Repeat exactly the lines below that lie between the line with "so that two" and the line with "use crate::WatchError;", counting both of those lines as part of the answer.

* _Stored data entries_:
================================

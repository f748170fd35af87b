//! kwatch render: turns a `DiffRecord` into a header plus unified diff on a
//! shared output sink.
//!
//! Three backends are supported:
//! - `System`: stage both texts in scratch files and run `colordiff` (when
//!   colour is on and it is installed) or `diff -ruwN`
//! - `Command`: the same staging, handed to an operator-chosen program
//! - `Builtin`: in-process unified diff, no external program needed

#![forbid(unsafe_code)]

mod builtin;

use std::io::Write;
use std::process::Stdio;
use std::str::FromStr;
use std::sync::{Arc, Mutex};
use std::time::Instant;

use kwatch_core::{DiffRecord, WatchError};
use metrics::{counter, histogram};
use tempfile::NamedTempFile;
use tracing::debug;

pub use builtin::unified_diff;

#[derive(Debug, thiserror::Error)]
pub enum RenderError {
    #[error("diff tool `{0}` is not available")]
    ToolUnavailable(String),
    #[error("diff tool `{tool}` failed ({status}): {stderr}")]
    ToolFailed { tool: String, status: String, stderr: String },
    #[error("writing diff output")]
    Io(#[from] std::io::Error),
}

impl From<RenderError> for WatchError {
    fn from(e: RenderError) -> Self {
        WatchError::Render(e.to_string())
    }
}

#[derive(Copy, Clone, Debug, Eq, PartialEq, Default)]
pub enum ColorMode {
    #[default]
    Auto,
    Always,
    Never,
}

impl ColorMode {
    /// Decide whether to colour, given whether the sink is a terminal.
    pub fn enabled(self, is_terminal: bool) -> bool {
        match self {
            ColorMode::Auto => is_terminal,
            ColorMode::Always => true,
            ColorMode::Never => false,
        }
    }
}

impl FromStr for ColorMode {
    type Err = String;

    fn from_str(s: &str) -> Result<Self, Self::Err> {
        match s {
            "auto" => Ok(ColorMode::Auto),
            "always" => Ok(ColorMode::Always),
            "never" => Ok(ColorMode::Never),
            other => Err(format!("invalid color mode `{other}` (expect auto, always or never)")),
        }
    }
}

#[derive(Clone, Debug, Eq, PartialEq, Default)]
pub enum DiffTool {
    #[default]
    System,
    Builtin,
    /// Program plus leading arguments; the old and new file paths are appended.
    Command(String),
}

impl FromStr for DiffTool {
    type Err = String;

    fn from_str(s: &str) -> Result<Self, Self::Err> {
        match s.trim() {
            "" => Err("empty diff tool".to_string()),
            "system" => Ok(DiffTool::System),
            "builtin" => Ok(DiffTool::Builtin),
            cmd => Ok(DiffTool::Command(cmd.to_string())),
        }
    }
}

/// Append-only destination shared by every session. Each diff block is
/// written under one lock acquisition.
#[derive(Clone)]
pub struct DiffSink {
    inner: Arc<Mutex<Box<dyn Write + Send>>>,
}

impl DiffSink {
    pub fn new(w: impl Write + Send + 'static) -> Self {
        Self { inner: Arc::new(Mutex::new(Box::new(w))) }
    }

    pub fn stdout() -> Self {
        Self::new(std::io::stdout())
    }

    pub fn write_block(&self, block: &[u8]) -> std::io::Result<()> {
        let mut w = self.inner.lock().unwrap_or_else(|poisoned| poisoned.into_inner());
        w.write_all(block)?;
        w.flush()
    }

    /// `write_block` on the blocking pool, so a stalled stdout reader parks a
    /// blocking thread instead of a runtime worker.
    pub async fn write_block_blocking(&self, block: Vec<u8>) -> std::io::Result<()> {
        let sink = self.clone();
        tokio::task::spawn_blocking(move || sink.write_block(&block))
            .await
            .map_err(std::io::Error::other)?
    }
}

/// In-memory sink, handy for tests and for capturing output.
#[derive(Clone, Default)]
pub struct MemorySink(Arc<Mutex<Vec<u8>>>);

impl MemorySink {
    pub fn contents(&self) -> String {
        let buf = self.0.lock().unwrap_or_else(|poisoned| poisoned.into_inner());
        String::from_utf8_lossy(&buf).into_owned()
    }
}

impl Write for MemorySink {
    fn write(&mut self, data: &[u8]) -> std::io::Result<usize> {
        let mut buf = self.0.lock().unwrap_or_else(|poisoned| poisoned.into_inner());
        buf.extend_from_slice(data);
        Ok(data.len())
    }

    fn flush(&mut self) -> std::io::Result<()> {
        Ok(())
    }
}

pub struct DiffRenderer {
    tool: DiffTool,
    color: bool,
    sink: DiffSink,
}

impl DiffRenderer {
    pub fn new(tool: DiffTool, color: bool, sink: DiffSink) -> Self {
        Self { tool, color, sink }
    }

    pub fn tool(&self) -> &DiffTool { &self.tool }
    pub fn color(&self) -> bool { self.color }

    /// Render one record as a single contiguous block. Nothing is written when
    /// the diff itself cannot be produced.
    pub async fn render(&self, rec: &DiffRecord) -> Result<(), RenderError> {
        let started = Instant::now();
        let body = match self.body(rec).await {
            Ok(b) => b,
            Err(e) => {
                counter!("kwatch_render_errors_total", 1u64);
                return Err(e);
            }
        };
        let mut block = header(rec).into_bytes();
        block.extend_from_slice(&body);
        if !block.ends_with(b"\n") {
            block.push(b'\n');
        }
        self.sink.write_block_blocking(block).await?;
        histogram!("kwatch_render_latency_ms", started.elapsed().as_secs_f64() * 1000.0);
        counter!("kwatch_diffs_rendered_total", 1u64);
        Ok(())
    }

    async fn body(&self, rec: &DiffRecord) -> Result<Vec<u8>, RenderError> {
        let old_label = format!("old/{}", rec.target.label());
        let new_label = format!("new/{}", rec.target.label());
        match &self.tool {
            DiffTool::Builtin => {
                Ok(unified_diff(&rec.previous_text, &rec.current_text, &old_label, &new_label, self.color).into_bytes())
            }
            DiffTool::System => {
                let (old, new) = stage_pair(rec)?;
                let args = [
                    "-ruwN".to_string(),
                    path_arg(&old),
                    "--label".to_string(),
                    old_label,
                    path_arg(&new),
                    "--label".to_string(),
                    new_label,
                ];
                if self.color {
                    match run_tool("colordiff", &args).await {
                        Err(RenderError::ToolUnavailable(_)) => {
                            debug!("colordiff not installed; falling back to plain diff");
                        }
                        other => return other,
                    }
                }
                run_tool("diff", &args).await
            }
            DiffTool::Command(cmd) => {
                let mut words = cmd.split_whitespace();
                let program = words.next().ok_or_else(|| RenderError::ToolUnavailable(cmd.clone()))?;
                let (old, new) = stage_pair(rec)?;
                let mut args: Vec<String> = words.map(str::to_string).collect();
                args.push(path_arg(&old));
                args.push(path_arg(&new));
                run_tool(program, &args).await
            }
        }
    }
}

/// `# Resource: kubectl get <resource> -oyaml [-n <ns>] <name> @ <time>`
pub fn header(rec: &DiffRecord) -> String {
    let ts = rec.timestamp.format("%Y-%m-%d %H:%M:%S%.3f %:z");
    let t = &rec.target;
    if t.cluster_scoped() {
        format!("# Resource: kubectl get {} -oyaml {} @ {}\n", t.resource, t.name, ts)
    } else {
        format!("# Resource: kubectl get {} -oyaml -n {} {} @ {}\n", t.resource, t.namespace, t.name, ts)
    }
}

/// Scratch copies of both texts, removed when the handles drop (including
/// on every error path).
fn stage_pair(rec: &DiffRecord) -> Result<(NamedTempFile, NamedTempFile), RenderError> {
    let prefix = format!("{}.yaml-", rec.target.file_stem());
    Ok((stage(&prefix, &rec.previous_text)?, stage(&prefix, &rec.current_text)?))
}

fn path_arg(f: &NamedTempFile) -> String {
    f.path().to_string_lossy().into_owned()
}

fn stage(prefix: &str, text: &str) -> Result<NamedTempFile, RenderError> {
    let mut f = tempfile::Builder::new().prefix(prefix).tempfile()?;
    f.write_all(text.as_bytes())?;
    f.flush()?;
    Ok(f)
}

/// Run a diff program; exit status 0 (same) and 1 (different) both count as
/// success. Stdout and stderr are returned together.
async fn run_tool(program: &str, args: &[String]) -> Result<Vec<u8>, RenderError> {
    let out = tokio::process::Command::new(program)
        .args(args)
        .stdin(Stdio::null())
        .kill_on_drop(true)
        .output()
        .await
        .map_err(|e| match e.kind() {
            std::io::ErrorKind::NotFound => RenderError::ToolUnavailable(program.to_string()),
            _ => RenderError::Io(e),
        })?;
    match out.status.code() {
        Some(0) | Some(1) => {
            let mut buf = out.stdout;
            buf.extend_from_slice(&out.stderr);
            Ok(buf)
        }
        code => Err(RenderError::ToolFailed {
            tool: program.to_string(),
            status: code.map(|c| format!("exit status {c}")).unwrap_or_else(|| "terminated by signal".to_string()),
            stderr: String::from_utf8_lossy(&out.stderr).trim().to_string(),
        }),
    }
}
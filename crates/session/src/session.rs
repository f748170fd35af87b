use std::sync::Arc;
use std::time::Duration;

use futures::StreamExt;
use kwatch_core::{EventSource, ObjectSnapshot, ResolvedTarget, ResourceTarget, WatchError};
use kwatch_render::DiffRenderer;
use kwatch_store::SnapshotTracker;
use metrics::counter;
use tokio_util::sync::CancellationToken;
use tracing::{debug, info, warn};

#[derive(Debug, Clone, Copy, PartialEq, Eq)]
pub enum SessionState {
    Starting,
    Watching,
    /// The stream ended or failed.
    Stopping,
    TimedOut,
    Cancelled,
    Stopped,
}

#[derive(Debug, Clone, PartialEq, Eq)]
pub enum StopReason {
    Cancelled,
    TimedOut,
    StreamEnded,
    StreamFailed(WatchError),
}

/// Outcome of one finished session.
#[derive(Debug, Clone)]
pub struct SessionReport {
    pub target: ResourceTarget,
    pub transitions: Vec<SessionState>,
    pub stop_reason: StopReason,
    /// Diff blocks written to the sink.
    pub diffs: u64,
    /// Events dropped because the payload was malformed or unserializable.
    pub dropped: u64,
    pub render_failures: u64,
    pub duplicates: u64,
}

/// Watches one target until cancelled, timed out or the stream ends.
pub struct WatchSession {
    target: ResourceTarget,
    source: Box<dyn EventSource>,
    renderer: Arc<DiffRenderer>,
    timeout: Duration,
    transitions: Vec<SessionState>,
}

impl WatchSession {
    pub fn new(resolved: ResolvedTarget, renderer: Arc<DiffRenderer>, timeout: Duration) -> Self {
        Self {
            target: resolved.target,
            source: resolved.source,
            renderer,
            timeout,
            transitions: vec![SessionState::Starting],
        }
    }

    pub fn state(&self) -> SessionState {
        self.transitions.last().copied().unwrap_or(SessionState::Starting)
    }

    fn transition(&mut self, next: SessionState) {
        debug!(object = %self.target, from = ?self.state(), to = ?next, "session state");
        self.transitions.push(next);
    }

    /// Drive the session to completion. Cancellation is checked first on every
    /// wakeup, so once it is observed no further event is processed; a render
    /// already under way is allowed to finish.
    pub async fn run(mut self, shutdown: CancellationToken) -> SessionReport {
        counter!("kwatch_sessions_started_total", 1u64);
        let mut events = self.source.watch();
        let mut tracker = SnapshotTracker::new(self.target.clone());
        let deadline = tokio::time::sleep(self.timeout);
        tokio::pin!(deadline);

        info!("start watching the diff of {} @Now={}", self.target, chrono::Local::now());
        self.transition(SessionState::Watching);

        let mut diffs = 0u64;
        let mut dropped = 0u64;
        let mut render_failures = 0u64;
        let reason = loop {
            tokio::select! {
                biased;
                _ = shutdown.cancelled() => break StopReason::Cancelled,
                _ = &mut deadline => break StopReason::TimedOut,
                next = events.next() => match next {
                    None => break StopReason::StreamEnded,
                    Some(Err(e)) => {
                        warn!(object = %self.target, error = %e, "watch stream failed");
                        break StopReason::StreamFailed(e);
                    }
                    Some(Ok(ev)) => {
                        let kind = ev.kind();
                        let snap = match ObjectSnapshot::capture(ev.into_object()) {
                            Ok(s) => s,
                            Err(e) => {
                                dropped += 1;
                                counter!("kwatch_events_dropped_total", 1u64);
                                warn!(object = %self.target, kind, error = %e, at = %chrono::Local::now(), "dropping event");
                                continue;
                            }
                        };
                        let Some(record) = tracker.observe(snap) else { continue };
                        match self.renderer.render(&record).await {
                            Ok(()) => diffs += 1,
                            Err(e) => {
                                render_failures += 1;
                                warn!(object = %self.target, error = %e, at = %record.timestamp, "diff not rendered");
                            }
                        }
                    }
                },
            }
        };
        // release the subscription before reporting
        drop(events);

        match reason {
            StopReason::Cancelled => self.transition(SessionState::Cancelled),
            StopReason::TimedOut => self.transition(SessionState::TimedOut),
            StopReason::StreamEnded | StopReason::StreamFailed(_) => self.transition(SessionState::Stopping),
        }
        self.transition(SessionState::Stopped);
        info!(object = %self.target, reason = ?reason, diffs, dropped, "stopped watching");

        SessionReport {
            target: self.target,
            transitions: self.transitions,
            stop_reason: reason,
            diffs,
            dropped,
            render_failures,
            duplicates: tracker.duplicates(),
        }
    }
}
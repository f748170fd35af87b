//! Resource expressions as typed on the command line, and matching resource
//! type names against the discovery catalog.

use kube::core::ApiResource;

/// Resources covered by the `all` category.
pub const ALL_CATEGORY: &[&str] = &[
    "pods",
    "services",
    "replicationcontrollers",
    "daemonsets.apps",
    "deployments.apps",
    "replicasets.apps",
    "statefulsets.apps",
    "horizontalpodautoscalers.autoscaling",
    "cronjobs.batch",
    "jobs.batch",
];

/// Well-known short names (subset of what kubectl knows).
const SHORT_NAMES: &[(&str, &str)] = &[
    ("cm", "configmaps"),
    ("cj", "cronjobs"),
    ("crd", "customresourcedefinitions"),
    ("crds", "customresourcedefinitions"),
    ("deploy", "deployments"),
    ("ds", "daemonsets"),
    ("ep", "endpoints"),
    ("ev", "events"),
    ("hpa", "horizontalpodautoscalers"),
    ("ing", "ingresses"),
    ("limits", "limitranges"),
    ("netpol", "networkpolicies"),
    ("no", "nodes"),
    ("ns", "namespaces"),
    ("pdb", "poddisruptionbudgets"),
    ("po", "pods"),
    ("pv", "persistentvolumes"),
    ("pvc", "persistentvolumeclaims"),
    ("quota", "resourcequotas"),
    ("rc", "replicationcontrollers"),
    ("rs", "replicasets"),
    ("sa", "serviceaccounts"),
    ("sc", "storageclasses"),
    ("sts", "statefulsets"),
    ("svc", "services"),
];

#[derive(Debug, Clone, PartialEq, Eq)]
pub enum ResourceExpr {
    /// One object by type and name.
    Named { resource: String, name: String },
    /// Every object of a type matching the selectors (or all of them with `--all`).
    Selected { resource: String },
}

impl ResourceExpr {
    pub fn resource(&self) -> &str {
        match self {
            ResourceExpr::Named { resource, .. } | ResourceExpr::Selected { resource } => resource,
        }
    }
}

#[derive(Debug, thiserror::Error, PartialEq, Eq)]
pub enum ExprError {
    #[error("you must specify the type of resource to watch")]
    Empty,
    #[error("there is no need to specify a resource type as a separate argument when passing arguments in resource/name form (e.g. 'kubectl-watch pods/web' instead of 'kubectl-watch pods pods/web')")]
    MixedForms,
    #[error("arguments in resource/name form must have a single resource and name: {0}")]
    BadPair(String),
    #[error("name cannot be provided when a selector is specified")]
    NameWithSelector,
    #[error("resource(s) were provided, but no name was specified (use a name, -l/--selector, --field-selector or --all)")]
    NoName,
}

/// Parse positional arguments the way kubectl does:
/// `TYPE NAME...`, `TYPE/NAME...` or `TYPE[,TYPE...]` plus a selector.
pub fn parse_expressions(args: &[String], has_selector: bool, select_all: bool) -> Result<Vec<ResourceExpr>, ExprError> {
    let Some(first) = args.first() else { return Err(ExprError::Empty) };

    if first.contains('/') {
        let mut out = Vec::with_capacity(args.len());
        for arg in args {
            let Some((ty, name)) = arg.split_once('/') else { return Err(ExprError::MixedForms) };
            if ty.is_empty() || name.is_empty() || name.contains('/') {
                return Err(ExprError::BadPair(arg.clone()));
            }
            if has_selector {
                return Err(ExprError::NameWithSelector);
            }
            for resource in expand_types(ty) {
                out.push(ResourceExpr::Named { resource, name: name.to_string() });
            }
        }
        return Ok(out);
    }

    let types = expand_types(first);
    let names = &args[1..];
    if names.iter().any(|n| n.contains('/')) {
        return Err(ExprError::MixedForms);
    }
    if !names.is_empty() && has_selector {
        return Err(ExprError::NameWithSelector);
    }
    if names.is_empty() {
        if !has_selector && !select_all {
            return Err(ExprError::NoName);
        }
        return Ok(types.into_iter().map(|resource| ResourceExpr::Selected { resource }).collect());
    }
    let mut out = Vec::with_capacity(types.len() * names.len());
    for resource in &types {
        for name in names {
            out.push(ResourceExpr::Named { resource: resource.clone(), name: name.clone() });
        }
    }
    Ok(out)
}

/// Split `a,b` lists and expand the `all` category.
fn expand_types(spec: &str) -> Vec<String> {
    let mut out = Vec::new();
    for ty in spec.split(',').map(str::trim).filter(|t| !t.is_empty()) {
        if ty.eq_ignore_ascii_case("all") {
            out.extend(ALL_CATEGORY.iter().map(|s| s.to_string()));
        } else {
            out.push(ty.to_string());
        }
    }
    out
}

/// Find the served resource a user-typed type name refers to.
///
/// Accepts plural, singular (lowercase kind), kind, well-known short names and
/// an optional `.group` or `.version.group` suffix. Core group resources win
/// over same-named resources in other groups.
pub fn match_resource<'a>(query: &str, catalog: &'a [(ApiResource, bool)]) -> Option<&'a (ApiResource, bool)> {
    let query = query.to_ascii_lowercase();
    let (base, qualifier) = match query.split_once('.') {
        Some((b, q)) => (b.to_string(), Some(q.to_string())),
        None => (query.clone(), None),
    };
    let base = SHORT_NAMES
        .iter()
        .find(|(short, _)| *short == base)
        .map(|(_, plural)| plural.to_string())
        .unwrap_or(base);

    let mut hits: Vec<&(ApiResource, bool)> = catalog
        .iter()
        .filter(|(ar, _)| ar.plural == base || ar.kind.to_ascii_lowercase() == base)
        .filter(|(ar, _)| match qualifier.as_deref() {
            None => true,
            Some(q) => ar.group == q || format!("{}.{}", ar.version, ar.group) == q,
        })
        .collect();
    hits.sort_by(|(a, _), (b, _)| (!a.group.is_empty()).cmp(&!b.group.is_empty()).then(a.group.cmp(&b.group)));
    hits.into_iter().next()
}

#[cfg(test)]
mod tests {
    use super::*;

    fn args(v: &[&str]) -> Vec<String> {
        v.iter().map(|s| s.to_string()).collect()
    }

    fn ar(group: &str, version: &str, kind: &str, plural: &str) -> ApiResource {
        let api_version = if group.is_empty() { version.to_string() } else { format!("{group}/{version}") };
        ApiResource {
            group: group.to_string(),
            version: version.to_string(),
            api_version,
            kind: kind.to_string(),
            plural: plural.to_string(),
        }
    }

    fn catalog() -> Vec<(ApiResource, bool)> {
        vec![
            (ar("", "v1", "Pod", "pods"), true),
            (ar("", "v1", "Node", "nodes"), false),
            (ar("", "v1", "Event", "events"), true),
            (ar("events.k8s.io", "v1", "Event", "events"), true),
            (ar("apps", "v1", "Deployment", "deployments"), true),
            (ar("example.com", "v1", "Deployment", "deployments"), true),
        ]
    }

    #[test]
    fn type_then_names() {
        let got = parse_expressions(&args(&["pod", "a", "b"]), false, false).unwrap();
        assert_eq!(
            got,
            vec![
                ResourceExpr::Named { resource: "pod".into(), name: "a".into() },
                ResourceExpr::Named { resource: "pod".into(), name: "b".into() },
            ]
        );
    }

    #[test]
    fn slash_pairs() {
        let got = parse_expressions(&args(&["nodes/node1", "pods/pod1"]), false, false).unwrap();
        assert_eq!(got.len(), 2);
        assert_eq!(got[0], ResourceExpr::Named { resource: "nodes".into(), name: "node1".into() });
        assert_eq!(got[1].resource(), "pods");
    }

    #[test]
    fn selector_forms() {
        let got = parse_expressions(&args(&["pods,svc"]), true, false).unwrap();
        assert_eq!(
            got,
            vec![ResourceExpr::Selected { resource: "pods".into() }, ResourceExpr::Selected { resource: "svc".into() }]
        );
        let all = parse_expressions(&args(&["all"]), true, false).unwrap();
        assert_eq!(all.len(), ALL_CATEGORY.len());
        assert!(all.iter().all(|e| matches!(e, ResourceExpr::Selected { .. })));
        assert!(parse_expressions(&args(&["nodes"]), false, true).is_ok());
    }

    #[test]
    fn invalid_combinations() {
        assert_eq!(parse_expressions(&[], false, false), Err(ExprError::Empty));
        assert_eq!(parse_expressions(&args(&["pods"]), false, false), Err(ExprError::NoName));
        assert_eq!(parse_expressions(&args(&["pods", "a"]), true, false), Err(ExprError::NameWithSelector));
        assert_eq!(parse_expressions(&args(&["pods/a", "b"]), false, false), Err(ExprError::MixedForms));
        assert_eq!(parse_expressions(&args(&["pods", "pods/a"]), false, false), Err(ExprError::MixedForms));
        assert!(matches!(parse_expressions(&args(&["pods/"]), false, false), Err(ExprError::BadPair(_))));
        assert!(matches!(parse_expressions(&args(&["a/b/c"]), false, false), Err(ExprError::BadPair(_))));
    }

    #[test]
    fn matches_plural_singular_kind_and_short_names() {
        let cat = catalog();
        for q in ["pods", "pod", "Pod", "po"] {
            assert_eq!(match_resource(q, &cat).map(|(ar, _)| ar.plural.as_str()), Some("pods"), "q={q}");
        }
        let (node, namespaced) = match_resource("no", &cat).unwrap();
        assert_eq!(node.kind, "Node");
        assert!(!namespaced);
        assert!(match_resource("widgets", &cat).is_none());
    }

    #[test]
    fn core_group_wins_unless_qualified() {
        let cat = catalog();
        assert_eq!(match_resource("events", &cat).unwrap().0.group, "");
        assert_eq!(match_resource("events.events.k8s.io", &cat).unwrap().0.group, "events.k8s.io");
        assert_eq!(match_resource("deploy", &cat).unwrap().0.group, "apps");
        assert_eq!(match_resource("deployments.example.com", &cat).unwrap().0.group, "example.com");
        assert_eq!(match_resource("deployments.v1.apps", &cat).unwrap().0.group, "apps");
    }
}
//! In-process unified diff, whitespace tolerant like `diff -w`.
//!
//! Lines are compared with all whitespace removed, but hunks print the
//! original lines.

use std::fmt::Write as _;
use std::ops::Range;

use nu_ansi_term::{Color, Style};
use similar::{capture_diff_slices, group_diff_ops, Algorithm, DiffTag};

const CONTEXT_RADIUS: usize = 3;

/// Unified diff of `old` against `new`. Returns an empty string when the two
/// only differ in whitespace.
pub fn unified_diff(old: &str, new: &str, old_label: &str, new_label: &str, color: bool) -> String {
    let old_lines: Vec<&str> = old.lines().collect();
    let new_lines: Vec<&str> = new.lines().collect();
    let old_keys: Vec<String> = old_lines.iter().map(|l| squash(l)).collect();
    let new_keys: Vec<String> = new_lines.iter().map(|l| squash(l)).collect();

    let ops = capture_diff_slices(Algorithm::Myers, &old_keys, &new_keys);
    let groups = group_diff_ops(ops, CONTEXT_RADIUS);
    if groups.is_empty() {
        return String::new();
    }

    let paint = Painter { color };
    let mut out = String::new();
    paint.line(&mut out, Style::new().bold(), &format!("--- {old_label}"));
    paint.line(&mut out, Style::new().bold(), &format!("+++ {new_label}"));
    for group in groups {
        let (Some(first), Some(last)) = (group.first(), group.last()) else { continue };
        let old_range = first.old_range().start..last.old_range().end;
        let new_range = first.new_range().start..last.new_range().end;
        paint.line(
            &mut out,
            Color::Cyan.normal(),
            &format!("@@ -{} +{} @@", hunk_range(&old_range), hunk_range(&new_range)),
        );
        for op in &group {
            let (tag, o, n) = op.as_tag_tuple();
            match tag {
                DiffTag::Equal => {
                    for l in &old_lines[o] {
                        paint.line(&mut out, Style::new(), &format!(" {l}"));
                    }
                }
                DiffTag::Delete | DiffTag::Insert | DiffTag::Replace => {
                    for l in &old_lines[o] {
                        paint.line(&mut out, Color::Red.normal(), &format!("-{l}"));
                    }
                    for l in &new_lines[n] {
                        paint.line(&mut out, Color::Green.normal(), &format!("+{l}"));
                    }
                }
            }
        }
    }
    out
}

fn squash(line: &str) -> String {
    line.chars().filter(|c| !c.is_whitespace()).collect()
}

/// `start,len` in 1-based unified notation; an empty range points at the
/// line before it.
fn hunk_range(r: &Range<usize>) -> String {
    match r.len() {
        0 => format!("{},0", r.start),
        1 => format!("{}", r.start + 1),
        n => format!("{},{}", r.start + 1, n),
    }
}

struct Painter {
    color: bool,
}

impl Painter {
    fn line(&self, out: &mut String, style: Style, text: &str) {
        if self.color {
            let _ = writeln!(out, "{}", style.paint(text));
        } else {
            let _ = writeln!(out, "{text}");
        }
    }
}

#[cfg(test)]
mod tests {
    use super::*;

    #[test]
    fn single_line_change_has_context() {
        let old = "a\nb\nc\nd\n";
        let new = "a\nb\nX\nd\n";
        let d = unified_diff(old, new, "old/x", "new/x", false);
        assert_eq!(d, "--- old/x\n+++ new/x\n@@ -1,4 +1,4 @@\n a\n b\n-c\n+X\n d\n");
    }

    #[test]
    fn whitespace_only_changes_are_ignored() {
        assert_eq!(unified_diff("a: 1\n", "a:    1\n", "o", "n", false), "");
        assert_eq!(unified_diff("same\n", "same\n", "o", "n", false), "");
    }

    #[test]
    fn pure_insertion_uses_empty_old_range() {
        let d = unified_diff("", "new\n", "o", "n", false);
        assert!(d.contains("@@ -0,0 +1 @@\n+new\n"), "d={d}");
    }

    #[test]
    fn colour_wraps_changed_lines() {
        let d = unified_diff("a\n", "b\n", "o", "n", true);
        assert!(d.contains(&Color::Red.normal().paint("-a").to_string()), "d={d:?}");
        assert!(d.contains(&Color::Green.normal().paint("+b").to_string()), "d={d:?}");
        assert!(d.contains("\u{1b}["));
    }
}
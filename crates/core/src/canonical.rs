//! Canonical text form of an object, used as diff input.
//!
//! Mappings are written with keys sorted at every depth so that two
//! structurally equal objects always produce byte-identical YAML, whatever
//! order their fields arrived in.

use serde_json::Value as Json;
use serde_yaml::{Mapping, Value as Yaml};

use crate::WatchError;

pub fn to_canonical_yaml(v: &Json) -> Result<String, WatchError> {
    serde_yaml::to_string(&canonicalize(v)).map_err(|e| WatchError::Serialization(e.to_string()))
}

fn canonicalize(v: &Json) -> Yaml {
    match v {
        Json::Null => Yaml::Null,
        Json::Bool(b) => Yaml::Bool(*b),
        Json::Number(n) => {
            if let Some(i) = n.as_i64() {
                Yaml::Number(i.into())
            } else if let Some(u) = n.as_u64() {
                Yaml::Number(u.into())
            } else {
                Yaml::Number(n.as_f64().unwrap_or_default().into())
            }
        }
        Json::String(s) => Yaml::String(s.clone()),
        Json::Array(items) => Yaml::Sequence(items.iter().map(canonicalize).collect()),
        Json::Object(map) => {
            let mut keys: Vec<&String> = map.keys().collect();
            keys.sort();
            let mut out = Mapping::with_capacity(keys.len());
            for k in keys {
                out.insert(Yaml::String(k.clone()), canonicalize(&map[k]));
            }
            Yaml::Mapping(out)
        }
    }
}

#[cfg(test)]
mod tests {
    use super::*;
    use serde_json::json;

    #[test]
    fn key_order_does_not_affect_text() {
        let a: Json = serde_json::from_str(r#"{"b":{"y":2,"x":1},"a":[{"q":1,"p":2}],"c":null}"#).unwrap();
        let b: Json = serde_json::from_str(r#"{"c":null,"a":[{"p":2,"q":1}],"b":{"x":1,"y":2}}"#).unwrap();
        assert_eq!(to_canonical_yaml(&a).unwrap(), to_canonical_yaml(&b).unwrap());
    }

    #[test]
    fn keys_are_sorted_and_nothing_is_dropped() {
        let v = json!({
            "spec": { "replicas": 3 },
            "metadata": { "name": "web", "managedFields": [ { "manager": "kubectl" } ], "resourceVersion": "7" },
            "status": { "ready": true },
            "apiVersion": "apps/v1"
        });
        let text = to_canonical_yaml(&v).unwrap();
        let top: Vec<&str> = text.lines().filter(|l| !l.starts_with(' ') && !l.starts_with('-')).collect();
        assert_eq!(top, vec!["apiVersion: apps/v1", "metadata:", "spec:", "status:"]);
        assert!(text.contains("managedFields"));
        assert!(text.contains("manager: kubectl"));
        assert!(text.contains("replicas: 3"));
    }

    #[test]
    fn sequences_keep_their_order() {
        let text = to_canonical_yaml(&json!({ "args": ["z", "a", "m"] })).unwrap();
        assert_eq!(text, "args:\n- z\n- a\n- m\n");
    }
}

================================

* _Exercise result_:
//! Mappings are written with keys sorted at every depth so that two
//! structurally equal objects always produce byte-identical YAML, whatever
//! order their fields arrived in.

use serde_json::Value as Json;
use serde_yaml::{Mapping, Value as Yaml};

use crate::WatchError;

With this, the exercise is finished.